Kurdi mengungkapkan bahwa capaian tersebut tidak terlepas dari implementasi transformasi digital, salah satunya melalui Sistem Informasi Tata Ruang Aceh Barat (Sitrab) yang diluncurkan pada tahun sebelumnya. Aplikasi ini memungkinkan publik untuk mengakses informasi spasial, zonasi pemanfaatan ruang, hingga persyaratan pendirian bangunan secara daring melalui laman resmi http://pupracehbarat.id.
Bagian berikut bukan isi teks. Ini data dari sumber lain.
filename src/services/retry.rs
use std::future::Future;
use std::time::Duration;

use crate::domain::errors::StorageResult;

/// Bounded exponential backoff policy for transient backend failures.
///
/// Only errors reporting `is_transient()` are retried; permanent failures
/// (invalid input, not found, access denied) propagate on the first
/// attempt.
#[derive(Debug, Clone)]
pub struct RetryPolicy {
    /// Total attempts, including the first one.
    pub max_attempts: u32,
    pub base_delay: Duration,
    pub max_delay: Duration,
}

impl Default for RetryPolicy {
    fn default() -> Self {
        Self {
            max_attempts: 3,
            base_delay: Duration::from_millis(100),
            max_delay: Duration::from_secs(2),
        }
    }
}

impl RetryPolicy {
    /// A policy that never retries, for tests and callers that want
    /// fail-fast semantics.
    pub fn none() -> Self {
        Self {
            max_attempts: 1,
            ..Self::default()
        }
    }

    /// Delay before the retry following the given zero-based attempt.
    pub fn delay_for(&self, attempt: u32) -> Duration {
        let factor = 1u32.checked_shl(attempt).unwrap_or(u32::MAX);
        self.base_delay
            .saturating_mul(factor)
            .min(self.max_delay)
    }
}

/// Run `operation` under the given policy, sleeping between transient
/// failures.
pub async fn with_retry<T, F, Fut>(
    policy: &RetryPolicy,
    operation_name: &str,
    mut operation: F,
) -> StorageResult<T>
where
    F: FnMut() -> Fut,
    Fut: Future<Output = StorageResult<T>>,
{
    let mut attempt = 0u32;
    loop {
        match operation().await {
            Err(err) if err.is_transient() && attempt + 1 < policy.max_attempts => {
                let delay = policy.delay_for(attempt);
                tracing::warn!(
                    operation = operation_name,
                    attempt = attempt + 1,
                    delay_ms = delay.as_millis() as u64,
                    error = %err,
                    "transient storage failure, retrying"
                );
                tokio::time::sleep(delay).await;
                attempt += 1;
            }
            result => return result,
        }
    }
}
use bytes::Bytes;
use chrono::{DateTime, Utc};

use crate::domain::value_objects::ObjectKey;

/// Metadata describing an object at rest in the bucket.
///
/// The object store is the sole owner of the bytes; the service never
/// keeps an independent copy beyond the request lifecycle.
#[derive(Debug, Clone, PartialEq)]
pub struct StoredObject {
    pub key: ObjectKey,
    pub size: u64,
    pub content_type: Option<String>,
    pub etag: Option<String>,
    pub last_modified: DateTime<Utc>,
}

/// An object's content together with the metadata needed to serve it.
#[derive(Debug, Clone)]
pub struct ObjectContent {
    pub key: ObjectKey,
    pub data: Bytes,
    pub content_type: Option<String>,
    pub last_modified: DateTime<Utc>,
}

/// Request to upload (or overwrite) an object.
#[derive(Debug, Clone)]
pub struct UploadRequest {
    pub key: ObjectKey,
    pub data: Bytes,
    pub content_type: Option<String>,
}
use async_trait::async_trait;
use std::sync::Arc;

use crate::{
    domain::{
        errors::{StorageError, StorageResult},
        models::{ObjectContent, StoredObject, UploadRequest},
        value_objects::{KeyPrefix, ObjectKey},
    },
    ports::{services::FileService, storage::ObjectStore},
    services::retry::{RetryPolicy, with_retry},
};

/// Implementation of FileService over a storage backend.
///
/// Owns the storage gateway contract: retry of transient failures,
/// content-type inference, and ETag fallback. All validation of keys and
/// prefixes happens before this layer, in the value-object constructors.
#[derive(Clone)]
pub struct FileServiceImpl {
    store: Arc<dyn ObjectStore>,
    retry: RetryPolicy,
}

impl FileServiceImpl {
    /// Create a new FileServiceImpl with the default retry policy.
    pub fn new(store: Arc<dyn ObjectStore>) -> Self {
        Self {
            store,
            retry: RetryPolicy::default(),
        }
    }

    /// Override the retry policy.
    pub fn with_retry_policy(mut self, retry: RetryPolicy) -> Self {
        self.retry = retry;
        self
    }

    /// Caller-supplied content type wins; otherwise guess from the key's
    /// extension.
    fn resolve_content_type(key: &ObjectKey, supplied: Option<String>) -> Option<String> {
        supplied.or_else(|| {
            mime_guess::from_path(key.as_str())
                .first_raw()
                .map(str::to_string)
        })
    }

    /// Calculate an ETag for object data when the backend does not supply
    /// one.
    fn calculate_etag(data: &[u8]) -> String {
        format!("{:x}", md5::compute(data))
    }

    /// Access-denied failures almost always mean bad credentials in the
    /// environment, so they get elevated severity.
    fn note_failure(operation: &str, err: &StorageError) {
        if let StorageError::AccessDenied { message } = err {
            tracing::error!(operation, %message, "storage access denied, check credentials");
        }
    }
}

#[async_trait]
impl FileService for FileServiceImpl {
    async fn upload(&self, request: UploadRequest) -> StorageResult<StoredObject> {
        let content_type = Self::resolve_content_type(&request.key, request.content_type);

        let store = self.store.clone();
        let key = request.key.clone();
        let data = request.data.clone();
        let result = with_retry(&self.retry, "put_object", move || {
            let store = store.clone();
            let key = key.clone();
            let data = data.clone();
            let content_type = content_type.clone();
            async move { store.put_object(&key, data, content_type.as_deref()).await }
        })
        .await;

        match result {
            Ok(mut object) => {
                if object.etag.is_none() {
                    object.etag = Some(Self::calculate_etag(&request.data));
                }
                tracing::debug!(key = %object.key, size = object.size, "object uploaded");
                Ok(object)
            }
            Err(err) => {
                Self::note_failure("upload", &err);
                Err(err)
            }
        }
    }

    async fn download(&self, key: &ObjectKey) -> StorageResult<ObjectContent> {
        let store = self.store.clone();
        let key_owned = key.clone();
        let result = with_retry(&self.retry, "get_object", move || {
            let store = store.clone();
            let key = key_owned.clone();
            async move { store.get_object(&key).await }
        })
        .await;

        result.inspect_err(|err| Self::note_failure("download", err))
    }

    async fn list(
        &self,
        prefix: Option<&KeyPrefix>,
        max_results: Option<usize>,
    ) -> StorageResult<Vec<StoredObject>> {
        let prefix_str = prefix.map(|p| p.as_str().to_string());

        let store = self.store.clone();
        let result = with_retry(&self.retry, "list_objects", move || {
            let store = store.clone();
            let prefix = prefix_str.clone();
            async move { store.list_objects(prefix.as_deref(), max_results).await }
        })
        .await;

        result.inspect_err(|err| Self::note_failure("list", err))
    }

    async fn delete(&self, key: &ObjectKey) -> StorageResult<()> {
        let store = self.store.clone();
        let key_owned = key.clone();
        let result = with_retry(&self.retry, "delete_object", move || {
            let store = store.clone();
            let key = key_owned.clone();
            async move { store.delete_object(&key).await }
        })
        .await;

        match result {
            Ok(()) => {
                tracing::debug!(key = %key, "object deleted");
                Ok(())
            }
            Err(err) => {
                Self::note_failure("delete", &err);
                Err(err)
            }
        }
    }
}

#[cfg(test)]
mod tests {
    use super::*;
    use crate::adapters::outbound::storage::ObjectStoreAdapter;
    use bytes::Bytes;
    use object_store::memory::InMemory;

    fn in_memory_service() -> FileServiceImpl {
        let store = Arc::new(ObjectStoreAdapter::new(Arc::new(InMemory::new())));
        FileServiceImpl::new(store).with_retry_policy(RetryPolicy::none())
    }

    fn upload_request(key: &str, data: &'static [u8], content_type: Option<&str>) -> UploadRequest {
        UploadRequest {
            key: ObjectKey::new(key).unwrap(),
            data: Bytes::from_static(data),
            content_type: content_type.map(str::to_string),
        }
    }

    #[tokio::test]
    async fn test_upload_then_download_round_trip() {
        let service = in_memory_service();

        let object = service
            .upload(upload_request("reports/2024/q1.csv", b"a,b,c\n1,2,3", Some("text/csv")))
            .await
            .unwrap();
        assert_eq!(object.size, 11);
        assert_eq!(object.content_type.as_deref(), Some("text/csv"));
        assert!(object.etag.is_some());

        let content = service
            .download(&ObjectKey::new("reports/2024/q1.csv").unwrap())
            .await
            .unwrap();
        assert_eq!(content.data.as_ref(), b"a,b,c\n1,2,3");
        assert_eq!(content.content_type.as_deref(), Some("text/csv"));
    }

    #[tokio::test]
    async fn test_content_type_inferred_from_extension() {
        let service = in_memory_service();

        let object = service
            .upload(upload_request("reports/2024/q1.csv", b"a,b,c", None))
            .await
            .unwrap();
        assert_eq!(object.content_type.as_deref(), Some("text/csv"));
    }

    #[tokio::test]
    async fn test_upload_overwrites_existing_key() {
        let service = in_memory_service();
        let key = ObjectKey::new("file.txt").unwrap();

        service
            .upload(upload_request("file.txt", b"first", None))
            .await
            .unwrap();
        service
            .upload(upload_request("file.txt", b"second", None))
            .await
            .unwrap();

        let content = service.download(&key).await.unwrap();
        assert_eq!(content.data.as_ref(), b"second");
    }

    #[tokio::test]
    async fn test_download_missing_key_is_not_found() {
        let service = in_memory_service();
        let err = service
            .download(&ObjectKey::new("missing.txt").unwrap())
            .await
            .unwrap_err();
        assert!(matches!(err, StorageError::NotFound { .. }));
    }

    #[tokio::test]
    async fn test_delete_is_idempotent() {
        let service = in_memory_service();
        let key = ObjectKey::new("file.txt").unwrap();

        service
            .upload(upload_request("file.txt", b"bytes", None))
            .await
            .unwrap();

        service.delete(&key).await.unwrap();
        // Second delete of the same key must also succeed.
        service.delete(&key).await.unwrap();

        let err = service.download(&key).await.unwrap_err();
        assert!(matches!(err, StorageError::NotFound { .. }));
    }

    #[tokio::test]
    async fn test_list_filters_by_prefix() {
        let service = in_memory_service();
        service
            .upload(upload_request("reports/2024/q1.csv", b"1", None))
            .await
            .unwrap();
        service
            .upload(upload_request("reports/2024/q2.csv", b"2", None))
            .await
            .unwrap();
        service
            .upload(upload_request("invoices/jan.pdf", b"3", None))
            .await
            .unwrap();

        let prefix = KeyPrefix::new("reports/2024/").unwrap();
        let mut keys: Vec<String> = service
            .list(Some(&prefix), None)
            .await
            .unwrap()
            .into_iter()
            .map(|o| o.key.as_str().to_string())
            .collect();
        keys.sort();
        assert_eq!(keys, vec!["reports/2024/q1.csv", "reports/2024/q2.csv"]);

        let empty = service
            .list(Some(&KeyPrefix::new("archive/").unwrap()), None)
            .await
            .unwrap();
        assert!(empty.is_empty());
    }

    #[tokio::test]
    async fn test_concurrent_uploads_leave_one_payload() {
        let service = in_memory_service();
        let key = ObjectKey::new("contended.txt").unwrap();

        let (a, b) = tokio::join!(
            service.upload(upload_request("contended.txt", b"payload-a", None)),
            service.upload(upload_request("contended.txt", b"payload-b", None)),
        );
        a.unwrap();
        b.unwrap();

        let content = service.download(&key).await.unwrap();
        assert!(
            content.data.as_ref() == b"payload-a" || content.data.as_ref() == b"payload-b",
            "exactly one of the concurrent payloads must win"
        );
    }
}
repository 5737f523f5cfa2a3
use axum::{
    Json,
    http::StatusCode,
    response::{IntoResponse, Response},
};

use super::dto::ErrorResponseDto;
use crate::domain::errors::{StorageError, ValidationError};

/// HTTP-facing wrapper around the domain error taxonomy.
///
/// Handlers return this from `?` and axum renders the structured body;
/// the kind-to-status mapping lives in exactly one place.
#[derive(Debug)]
pub struct ApiError(pub StorageError);

impl ApiError {
    pub fn status_code(&self) -> StatusCode {
        match &self.0 {
            StorageError::InvalidInput { .. } => StatusCode::BAD_REQUEST,
            StorageError::NotFound { .. } => StatusCode::NOT_FOUND,
            StorageError::AccessDenied { .. } => StatusCode::FORBIDDEN,
            StorageError::BackendUnavailable { .. } => StatusCode::BAD_GATEWAY,
            StorageError::Internal { .. } => StatusCode::INTERNAL_SERVER_ERROR,
        }
    }

    pub fn invalid_input(message: impl Into<String>) -> Self {
        Self(StorageError::InvalidInput {
            message: message.into(),
        })
    }

    pub fn not_found(key: impl Into<String>) -> Self {
        Self(StorageError::NotFound { key: key.into() })
    }
}

impl IntoResponse for ApiError {
    fn into_response(self) -> Response {
        let status = self.status_code();
        let body = Json(ErrorResponseDto {
            error: self.0.kind().to_string(),
            message: self.0.to_string(),
        });
        (status, body).into_response()
    }
}

impl From<StorageError> for ApiError {
    fn from(err: StorageError) -> Self {
        Self(err)
    }
}

impl From<ValidationError> for ApiError {
    fn from(err: ValidationError) -> Self {
        Self(err.into())
    }
}
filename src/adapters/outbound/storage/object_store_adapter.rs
use async_trait::async_trait;
use bytes::Bytes;
use futures::StreamExt;
use object_store::{
    Attribute, Attributes, ObjectStore as BackendObjectStore, PutOptions, PutPayload,
    path::Path as ObjectPath,
};
use std::sync::Arc;

use crate::{
    domain::{
        errors::{StorageError, StorageResult},
        models::{ObjectContent, StoredObject},
        value_objects::ObjectKey,
    },
    ports::storage::ObjectStore,
};

/// Adapter that implements the ObjectStore port using the Apache
/// `object_store` crate. The same adapter serves S3, MinIO, and the
/// in-memory backend used by tests; the wire protocol stays entirely the
/// backend crate's concern.
pub struct ObjectStoreAdapter {
    inner: Arc<dyn BackendObjectStore>,
}

impl ObjectStoreAdapter {
    pub fn new(store: Arc<dyn BackendObjectStore>) -> Self {
        Self { inner: store }
    }

    fn to_object_path(key: &ObjectKey) -> ObjectPath {
        ObjectPath::from(key.as_str())
    }

    /// Translate backend failures into the service-level taxonomy.
    ///
    /// `Generic` covers the network and throttling failures the backend
    /// cannot classify further, which is exactly the transient class the
    /// retry policy wants.
    fn map_error(key: &str, err: object_store::Error) -> StorageError {
        match err {
            object_store::Error::NotFound { .. } => StorageError::NotFound {
                key: key.to_string(),
            },
            object_store::Error::PermissionDenied { ref source, .. }
            | object_store::Error::Unauthenticated { ref source, .. } => {
                StorageError::AccessDenied {
                    message: source.to_string(),
                }
            }
            object_store::Error::InvalidPath { .. } => StorageError::InvalidInput {
                message: err.to_string(),
            },
            object_store::Error::Generic { ref source, .. } => {
                StorageError::BackendUnavailable {
                    message: err.to_string(),
                    source: Some(source.to_string()),
                }
            }
            other => StorageError::Internal {
                message: other.to_string(),
            },
        }
    }
}

#[async_trait]
impl ObjectStore for ObjectStoreAdapter {
    async fn put_object(
        &self,
        key: &ObjectKey,
        data: Bytes,
        content_type: Option<&str>,
    ) -> StorageResult<StoredObject> {
        let path = Self::to_object_path(key);
        let size = data.len() as u64;
        let payload = PutPayload::from(data);

        let mut attributes = Attributes::new();
        if let Some(ct) = content_type {
            attributes.insert(Attribute::ContentType, ct.to_string().into());
        }

        let options = PutOptions {
            attributes,
            ..Default::default()
        };

        let result = self
            .inner
            .put_opts(&path, payload, options)
            .await
            .map_err(|e| Self::map_error(key.as_str(), e))?;

        Ok(StoredObject {
            key: key.clone(),
            size,
            content_type: content_type.map(str::to_string),
            etag: result.e_tag,
            last_modified: chrono::Utc::now(),
        })
    }

    async fn get_object(&self, key: &ObjectKey) -> StorageResult<ObjectContent> {
        let path = Self::to_object_path(key);

        let result = self
            .inner
            .get(&path)
            .await
            .map_err(|e| Self::map_error(key.as_str(), e))?;

        let content_type = result
            .attributes
            .get(&Attribute::ContentType)
            .map(|v| v.to_string());
        let last_modified = result.meta.last_modified;

        let data = result
            .bytes()
            .await
            .map_err(|e| Self::map_error(key.as_str(), e))?;

        Ok(ObjectContent {
            key: key.clone(),
            data,
            content_type,
            last_modified,
        })
    }

    async fn delete_object(&self, key: &ObjectKey) -> StorageResult<()> {
        let path = Self::to_object_path(key);

        match self.inner.delete(&path).await {
            Ok(()) => Ok(()),
            // Deleting a missing key is a success, mirroring S3 semantics.
            Err(object_store::Error::NotFound { .. }) => Ok(()),
            Err(e) => Err(Self::map_error(key.as_str(), e)),
        }
    }

    async fn list_objects(
        &self,
        prefix: Option<&str>,
        max_results: Option<usize>,
    ) -> StorageResult<Vec<StoredObject>> {
        let prefix = prefix.filter(|p| !p.is_empty());

        // The backend evaluates prefixes per path segment, while the
        // contract is plain string-prefix matching ("reports/20" must
        // match "reports/2024/q1.csv"). List from the last
        // segment-aligned parent and match the raw prefix per key.
        let parent_path = prefix
            .and_then(|p| p.rfind('/').map(|idx| &p[..idx]))
            .filter(|parent| !parent.is_empty())
            .map(ObjectPath::from);

        let mut stream = self.inner.list(parent_path.as_ref());
        let mut objects = Vec::new();
        let max = max_results.unwrap_or(usize::MAX);

        while objects.len() < max {
            let Some(result) = stream.next().await else {
                break;
            };

            let meta = result.map_err(|e| Self::map_error(prefix.unwrap_or(""), e))?;

            let key = ObjectKey::new(meta.location.to_string()).map_err(|e| {
                StorageError::Internal {
                    message: format!("Backend returned unrepresentable key: {}", e),
                }
            })?;

            if let Some(p) = prefix {
                if !key.has_prefix(p) {
                    continue;
                }
            }

            objects.push(StoredObject {
                key,
                size: meta.size,
                // ObjectMeta carries no content type in list responses.
                content_type: None,
                etag: meta.e_tag,
                last_modified: meta.last_modified,
            });
        }

        Ok(objects)
    }
}
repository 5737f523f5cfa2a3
pub mod http;
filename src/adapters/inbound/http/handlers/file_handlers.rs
use axum::{
    Json,
    body::Body,
    extract::{Path, Query, State},
    http::{HeaderMap, HeaderValue, StatusCode, header},
    response::Response,
};
use bytes::Bytes;

use crate::{
    adapters::inbound::http::{
        dto::{ListFilesQueryDto, ListFilesResponseDto, ObjectInfoDto},
        error::ApiError,
        router::AppState,
    },
    domain::{
        models::UploadRequest,
        value_objects::{KeyPrefix, ObjectKey},
    },
};

const OCTET_STREAM: &str = "application/octet-stream";

/// Handle file upload. Overwrites any existing object at the same key.
pub async fn upload_file(
    State(app_state): State<AppState>,
    Path(key): Path<String>,
    headers: HeaderMap,
    body: Bytes,
) -> Result<(StatusCode, Json<ObjectInfoDto>), ApiError> {
    let object_key = ObjectKey::new(key)?;

    let content_type = headers
        .get(header::CONTENT_TYPE)
        .and_then(|ct| ct.to_str().ok())
        .map(str::to_string);

    let object = app_state
        .file_service
        .upload(UploadRequest {
            key: object_key,
            data: body,
            content_type,
        })
        .await?;

    Ok((StatusCode::CREATED, Json(ObjectInfoDto::from(object))))
}

/// Handle file download.
pub async fn download_file(
    State(app_state): State<AppState>,
    Path(key): Path<String>,
) -> Result<Response, ApiError> {
    let object_key = ObjectKey::new(key)?;

    let content = app_state.file_service.download(&object_key).await?;

    let content_type = content
        .content_type
        .as_deref()
        .and_then(|ct| HeaderValue::from_str(ct).ok())
        .unwrap_or_else(|| HeaderValue::from_static(OCTET_STREAM));

    let response = Response::builder()
        .status(StatusCode::OK)
        .header(header::CONTENT_TYPE, content_type)
        .header(header::CONTENT_LENGTH, content.data.len())
        .body(Body::from(content.data))
        .map_err(|e| {
            ApiError(crate::domain::errors::StorageError::Internal {
                message: format!("Failed to build response: {}", e),
            })
        })?;

    Ok(response)
}

/// Handle file listing. An empty match is an empty array, not an error.
pub async fn list_files(
    State(app_state): State<AppState>,
    Query(params): Query<ListFilesQueryDto>,
) -> Result<Json<ListFilesResponseDto>, ApiError> {
    let prefix = params.prefix.map(KeyPrefix::new).transpose()?;

    let objects = app_state
        .file_service
        .list(prefix.as_ref(), params.max_results)
        .await?;

    let files = objects.into_iter().map(ObjectInfoDto::from).collect();
    Ok(Json(ListFilesResponseDto::new(files)))
}

/// Handle file deletion. Idempotent: deleting a missing key is 204 too.
pub async fn delete_file(
    State(app_state): State<AppState>,
    Path(key): Path<String>,
) -> Result<StatusCode, ApiError> {
    let object_key = ObjectKey::new(key)?;

    app_state.file_service.delete(&object_key).await?;

    Ok(StatusCode::NO_CONTENT)
}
“Sebelum kehadiran Sitrab, masyarakat maupun investor sering kali mengalami kesulitan dalam memperoleh kepastian status dan legalitas suatu lahan. Kini, siapa pun dapat memverifikasi secara langsung apakah suatu lokasi dapat digunakan untuk perumahan, usaha, atau kawasan industri,” ungkapnya.
Dengan dukungan fitur peta interaktif serta basis data Rencana Detail Tata Ruang (RDTR), Sitrab mampu mempercepat proses perizinan sekaligus meminimalisasi potensi praktik-praktik tidak transparan seperti pungutan liar dalam penerbitan izin pemanfaatan ruang.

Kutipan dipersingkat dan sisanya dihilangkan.